What the task requires: Output exactly the lines below, starting with the line that has "let content = fs::read_to_string(path)" and going on through the line that has "success response to stdout", both included, and no other lines.

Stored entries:
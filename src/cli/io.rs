//! JSON I/O handling for CLI
//!
//! - Input: dataset, query and config files
//! - Output: single JSON object via stdout
//! - UTF-8 only

use std::fs;
use std::io::{self, Write};
use std::path::Path;

use serde::de::DeserializeOwned;
use serde_json::Value;

use super::errors::{CliError, CliResult};

/// Reads and parses a JSON file; `wrap` builds the error for a bad file
pub fn read_json_file<T: DeserializeOwned>(
    path: &Path,
    wrap: fn(String) -> CliError,
) -> CliResult<T> {
    let content = fs::read_to_string(path)
        .map_err(|e| wrap(format!("Failed to read {}: {}", path.display(), e)))?;
    serde_json::from_str(&content)
        .map_err(|e| wrap(format!("Invalid JSON in {}: {}", path.display(), e)))
}

/// Builds the success envelope
pub fn ok_envelope(data: Value) -> Value {
    serde_json::json!({
        "status": "ok",
        "data": data
    })
}

/// Builds the error envelope
pub fn error_envelope(code: &str, message: &str) -> Value {
    serde_json::json!({
        "status": "error",
        "code": code,
        "message": message
    })
}

/// Write a success response to stdout
pub fn write_response(data: Value) -> CliResult<()> {
    write_line(&ok_envelope(data))
}

/// Write an error response to stdout
pub fn write_error(code: &str, message: &str) -> CliResult<()> {
    write_line(&error_envelope(code, message))
}

fn write_line(response: &Value) -> CliResult<()> {
    let mut stdout = io::stdout();
    serde_json::to_writer(&mut stdout, response)?;
    writeln!(stdout)?;
    stdout.flush()?;

    Ok(())
}

#[cfg(test)]
mod tests {
    use super::*;
    use serde_json::json;
    use std::io::Write as _;

    #[test]
    fn test_envelopes() {
        assert_eq!(ok_envelope(json!(3)), json!({"status": "ok", "data": 3}));
        assert_eq!(
            error_envelope("AERO_X", "bad"),
            json!({"status": "error", "code": "AERO_X", "message": "bad"})
        );
    }

    #[test]
    fn test_read_json_file_errors_wrapped() {
        let mut file = tempfile::NamedTempFile::new().unwrap();
        write!(file, "{{ broken").unwrap();

        let err = read_json_file::<Value>(file.path(), |m| CliError::dataset_error(m)).unwrap_err();
        assert_eq!(err.code_str(), "AERO_CLI_DATASET_ERROR");
    }
}
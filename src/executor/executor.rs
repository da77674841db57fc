//! Query executor for aerorepo
//!
//! Executes compiled queries against a data source, producing deterministic
//! results.
//!
//! Execution flow (strict order):
//! 1. Obtain candidates: collection scan (derived) or raw evaluation
//! 2. Filter records strictly according to the compiled predicate
//! 3. Count the filtered set (pages only)
//! 4. Apply sort
//! 5. Cut the page window
//! 6. Project, if a shape was requested
//!
//! The executor never writes.

use serde_json::Value;

use crate::backend::{DataSource, FieldSelection, LockMode, ReadOptions};
use crate::projection::{BoundProjection, ProjectionMapper, ProjectionView};
use crate::query::{CompiledQuery, PageRequest, QuerySource};
use crate::record::Record;

use super::errors::{ExecutorError, ExecutorResult};
use super::plan::PagePlanner;
use super::result::{Page, Slice};

/// Query executor
pub struct QueryExecutor<'a, B: DataSource + ?Sized> {
    backend: &'a B,
}

impl<'a, B: DataSource + ?Sized> QueryExecutor<'a, B> {
    /// Creates a new executor
    pub fn new(backend: &'a B) -> Self {
        Self { backend }
    }

    /// One page of records plus the total count of the filtered set
    pub fn find_page(
        &self,
        query: &CompiledQuery,
        request: &PageRequest,
    ) -> ExecutorResult<Page<Record>> {
        let records = self.fetch(query, &FieldSelection::All, &ReadOptions::default())?;
        let total = records.len();
        let content = PagePlanner::for_page(query.sort(), request).apply(records);
        Ok(Page::new(content, request, total))
    }

    /// One page of records without a total count
    pub fn find_slice(
        &self,
        query: &CompiledQuery,
        request: &PageRequest,
    ) -> ExecutorResult<Slice<Record>> {
        let records = self.fetch(query, &FieldSelection::All, &ReadOptions::default())?;
        let content = PagePlanner::for_slice(query.sort(), request).apply(records);
        Ok(Slice::from_lookahead(content, request))
    }

    /// Every matching record, sorted.
    ///
    /// A query declared single-result fails with `AmbiguousResult` when more
    /// than one record matches.
    pub fn find_all(
        &self,
        query: &CompiledQuery,
        options: &ReadOptions,
    ) -> ExecutorResult<Vec<Record>> {
        let records = self.fetch(query, &FieldSelection::All, options)?;
        if query.is_single_result() && records.len() > 1 {
            return Err(ExecutorError::AmbiguousResult {
                collection: query.collection().to_string(),
                count: records.len(),
            });
        }
        Ok(PagePlanner::unpaged(query.sort()).apply(records))
    }

    /// Exactly one matching record
    pub fn find_one(&self, query: &CompiledQuery, lock: LockMode) -> ExecutorResult<Record> {
        let mut records = self.fetch(query, &FieldSelection::All, &ReadOptions::locked(lock))?;
        match records.len() {
            0 => Err(ExecutorError::NotFound {
                collection: query.collection().to_string(),
            }),
            1 => Ok(records.remove(0)),
            count => Err(ExecutorError::AmbiguousResult {
                collection: query.collection().to_string(),
                count,
            }),
        }
    }

    /// Values of one field across every matching record, sorted
    pub fn find_values(&self, query: &CompiledQuery, field: &str) -> ExecutorResult<Vec<Value>> {
        let selection = Self::selection_for(query, &[field.to_string()]);
        let records = self.fetch(query, &selection, &ReadOptions::read_only())?;
        Ok(PagePlanner::unpaged(query.sort())
            .apply(records)
            .iter()
            .map(|r| r.get(field).cloned().unwrap_or(Value::Null))
            .collect())
    }

    /// Every matching record, projected
    pub fn find_all_projected(
        &self,
        query: &CompiledQuery,
        projection: &BoundProjection,
    ) -> ExecutorResult<Vec<ProjectionView>> {
        let records = self.fetch_projected(query, projection)?;
        let content = PagePlanner::unpaged(query.sort()).apply(records);
        self.project(&content, projection)
    }

    /// One page, projected; the total still counts the full filtered set
    pub fn find_page_projected(
        &self,
        query: &CompiledQuery,
        request: &PageRequest,
        projection: &BoundProjection,
    ) -> ExecutorResult<Page<ProjectionView>> {
        let records = self.fetch_projected(query, projection)?;
        let total = records.len();
        let content = PagePlanner::for_page(query.sort(), request).apply(records);
        let views = self.project(&content, projection)?;
        Ok(Page::new(views, request, total))
    }

    fn fetch_projected(
        &self,
        query: &CompiledQuery,
        projection: &BoundProjection,
    ) -> ExecutorResult<Vec<Record>> {
        let selection = Self::selection_for(query, projection.required_fields());
        self.fetch(query, &selection, &ReadOptions::read_only())
    }

    fn project(
        &self,
        records: &[Record],
        projection: &BoundProjection,
    ) -> ExecutorResult<Vec<ProjectionView>> {
        Ok(ProjectionMapper::new(self.backend).map(records, projection)?)
    }

    /// Minimal selection: query fields plus `extra`
    fn selection_for(query: &CompiledQuery, extra: &[String]) -> FieldSelection {
        match query.source() {
            QuerySource::Derived(_) => FieldSelection::only(
                query
                    .required_fields()
                    .iter()
                    .chain(extra.iter())
                    .cloned(),
            ),
            QuerySource::Raw(_) => FieldSelection::All,
        }
    }

    /// Candidate records after filtering, in storage order
    fn fetch(
        &self,
        query: &CompiledQuery,
        selection: &FieldSelection,
        options: &ReadOptions,
    ) -> ExecutorResult<Vec<Record>> {
        match query.source() {
            QuerySource::Derived(predicate) => {
                let candidates = self.backend.scan(query.collection(), selection, options)?;
                Ok(candidates
                    .into_iter()
                    .filter(|record| predicate.matches(record))
                    .collect())
            }
            QuerySource::Raw(raw) => {
                let records = self.backend.evaluate_raw(query.collection(), raw, options)?;
                Ok(records.into_iter().map(|r| selection.apply(r)).collect())
            }
        }
    }
}
//! Record schema definitions
//!
//! Supported types:
//! - string: UTF-8 string
//! - int: 64-bit signed integer
//! - float: 64-bit floating point
//! - bool: Boolean
//! - ref: identifier of a record in another collection
//!
//! The `id` field is implicit on every schema.

use std::collections::BTreeMap;

use serde::{Deserialize, Serialize};
use serde_json::{Map, Value};

use super::errors::{RecordError, RecordResult};
use super::types::{json_type_name, ID_FIELD};

/// Supported field types
#[derive(Debug, Clone, PartialEq, Eq, Serialize, Deserialize)]
#[serde(tag = "type", rename_all = "lowercase")]
pub enum FieldType {
    /// UTF-8 string
    String,
    /// 64-bit signed integer
    Int,
    /// 64-bit floating point
    Float,
    /// Boolean
    Bool,
    /// Reference to a record in another collection
    Ref {
        /// Target collection name
        collection: String,
    },
}

impl FieldType {
    /// Returns the type name for error messages
    pub fn type_name(&self) -> &'static str {
        match self {
            FieldType::String => "string",
            FieldType::Int => "int",
            FieldType::Float => "float",
            FieldType::Bool => "bool",
            FieldType::Ref { .. } => "ref",
        }
    }

    /// Checks a non-null value against this type. No coercion.
    fn accepts(&self, value: &Value) -> bool {
        match self {
            FieldType::String => value.is_string(),
            FieldType::Int => value.is_i64(),
            FieldType::Float => value.is_number(),
            FieldType::Bool => value.is_boolean(),
            FieldType::Ref { .. } => value.is_u64(),
        }
    }
}

/// Field definition
#[derive(Debug, Clone, PartialEq, Eq, Serialize, Deserialize)]
pub struct FieldDef {
    /// Field data type
    #[serde(flatten)]
    pub field_type: FieldType,
    /// Whether field must be present and non-null
    #[serde(default)]
    pub required: bool,
}

impl FieldDef {
    pub fn required(field_type: FieldType) -> Self {
        Self {
            field_type,
            required: true,
        }
    }

    pub fn optional(field_type: FieldType) -> Self {
        Self {
            field_type,
            required: false,
        }
    }

    /// Optional reference to another collection
    pub fn reference(collection: impl Into<String>) -> Self {
        Self::optional(FieldType::Ref {
            collection: collection.into(),
        })
    }
}

/// Schema of one collection
#[derive(Debug, Clone, PartialEq, Eq, Serialize, Deserialize)]
pub struct RecordSchema {
    /// Collection name
    pub collection: String,
    /// Declared fields (excluding `id`)
    pub fields: BTreeMap<String, FieldDef>,
}

impl RecordSchema {
    /// Creates an empty schema for a collection
    pub fn new(collection: impl Into<String>) -> Self {
        Self {
            collection: collection.into(),
            fields: BTreeMap::new(),
        }
    }

    /// Adds a field definition
    pub fn with_field(mut self, name: impl Into<String>, def: FieldDef) -> Self {
        self.fields.insert(name.into(), def);
        self
    }

    /// Returns true if the field is declared or is `id`
    pub fn has_field(&self, name: &str) -> bool {
        name == ID_FIELD || self.fields.contains_key(name)
    }

    /// Returns the target collection of a reference field
    pub fn ref_target(&self, name: &str) -> Option<&str> {
        match self.fields.get(name).map(|def| &def.field_type) {
            Some(FieldType::Ref { collection }) => Some(collection.as_str()),
            _ => None,
        }
    }

    /// Validates a field map for insertion.
    ///
    /// Rejects undeclared fields, type mismatches and missing required
    /// fields. An `id` entry is ignored; the backend assigns identifiers.
    pub fn validate(&self, fields: &Map<String, Value>) -> RecordResult<()> {
        for (name, value) in fields {
            if name == ID_FIELD {
                continue;
            }
            let def = self
                .fields
                .get(name)
                .ok_or_else(|| RecordError::unknown_field(&self.collection, name))?;
            self.validate_value(name, def, value)?;
        }

        for (name, def) in &self.fields {
            if def.required && !fields.contains_key(name) {
                return Err(RecordError::type_mismatch(
                    name,
                    def.field_type.type_name(),
                    "missing",
                ));
            }
        }

        Ok(())
    }

    fn validate_value(&self, name: &str, def: &FieldDef, value: &Value) -> RecordResult<()> {
        if value.is_null() {
            if def.required {
                return Err(RecordError::type_mismatch(
                    name,
                    def.field_type.type_name(),
                    "null",
                ));
            }
            return Ok(());
        }
        if !def.field_type.accepts(value) {
            return Err(RecordError::type_mismatch(
                name,
                def.field_type.type_name(),
                json_type_name(value),
            ));
        }
        Ok(())
    }
}
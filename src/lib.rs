//! aerorepo - a deterministic repository-style query engine
//!
//! Derived queries are structured descriptors compiled against a record
//! schema, executed over a pluggable `DataSource` with sorting, paging and
//! slicing, optionally projected to reduced-shape views. Bulk mutations
//! write through a direct path and invalidate staged records on request.

pub mod backend;
pub mod cli;
pub mod config;
pub mod executor;
pub mod mutation;
pub mod observability;
pub mod projection;
pub mod query;
pub mod record;
pub mod repository;

pub use backend::{DataSource, LockMode, MemoryBackend, ReadOptions};
pub use config::EngineConfig;
pub use executor::{Page, Slice};
pub use query::{PageRequest, QueryDescriptor, SortSpec};
pub use record::{Record, RecordId, RecordSchema};
pub use repository::{RepoError, RepoResult, Repository};
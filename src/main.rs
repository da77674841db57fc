//! aerorepo CLI entry point
//!
//! This is a minimal entrypoint that:
//! 1. Parses CLI arguments (via cli::run)
//! 2. Dispatches to CLI commands (via cli::run)
//! 3. Exits with non-zero on failure
//!
//! All logic is delegated to the CLI module. Failures are reported once, as
//! the error envelope on stdout.

use std::process::ExitCode;

use aerorepo::cli;

fn main() -> ExitCode {
    match cli::run() {
        Ok(()) => ExitCode::SUCCESS,
        Err(_) => ExitCode::FAILURE,
    }
}
//! Query descriptors and the predicate compiler
//!
//! # Design Principles
//!
//! - Explicit: derived queries are structured values, not parsed names
//! - Early: unknown fields are rejected at compile time (never mid-scan)
//! - Conjunctive: all clauses combine with AND; no OR/NOT
//! - Deterministic: same descriptor → same compiled query
//!
//! Explicit query text bypasses the compiler and goes to the backend's raw
//! query evaluator.

mod ast;
mod compiler;
mod errors;
mod page;

pub use ast::{Clause, Operator, QueryDescriptor, RawQuery, SortDirection, SortKey, SortSpec};
pub use compiler::{CompiledPredicate, CompiledQuery, PredicateCompiler, QuerySource};
pub use errors::{QueryError, QueryErrorCode, QueryResult, Severity};
pub use page::PageRequest;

Answer to this task:
    let content = fs::read_to_string(path)
        .map_err(|e| wrap(format!("Failed to read {}: {}", path.display(), e)))?;
    serde_json::from_str(&content)
        .map_err(|e| wrap(format!("Invalid JSON in {}: {}", path.display(), e)))
}

/// Builds the success envelope
pub fn ok_envelope(data: Value) -> Value {
    serde_json::json!({
        "status": "ok",
        "data": data
    })
}

/// Builds the error envelope
pub fn error_envelope(code: &str, message: &str) -> Value {
    serde_json::json!({
        "status": "error",
        "code": code,
        "message": message
    })
}

/// Write a success response to stdout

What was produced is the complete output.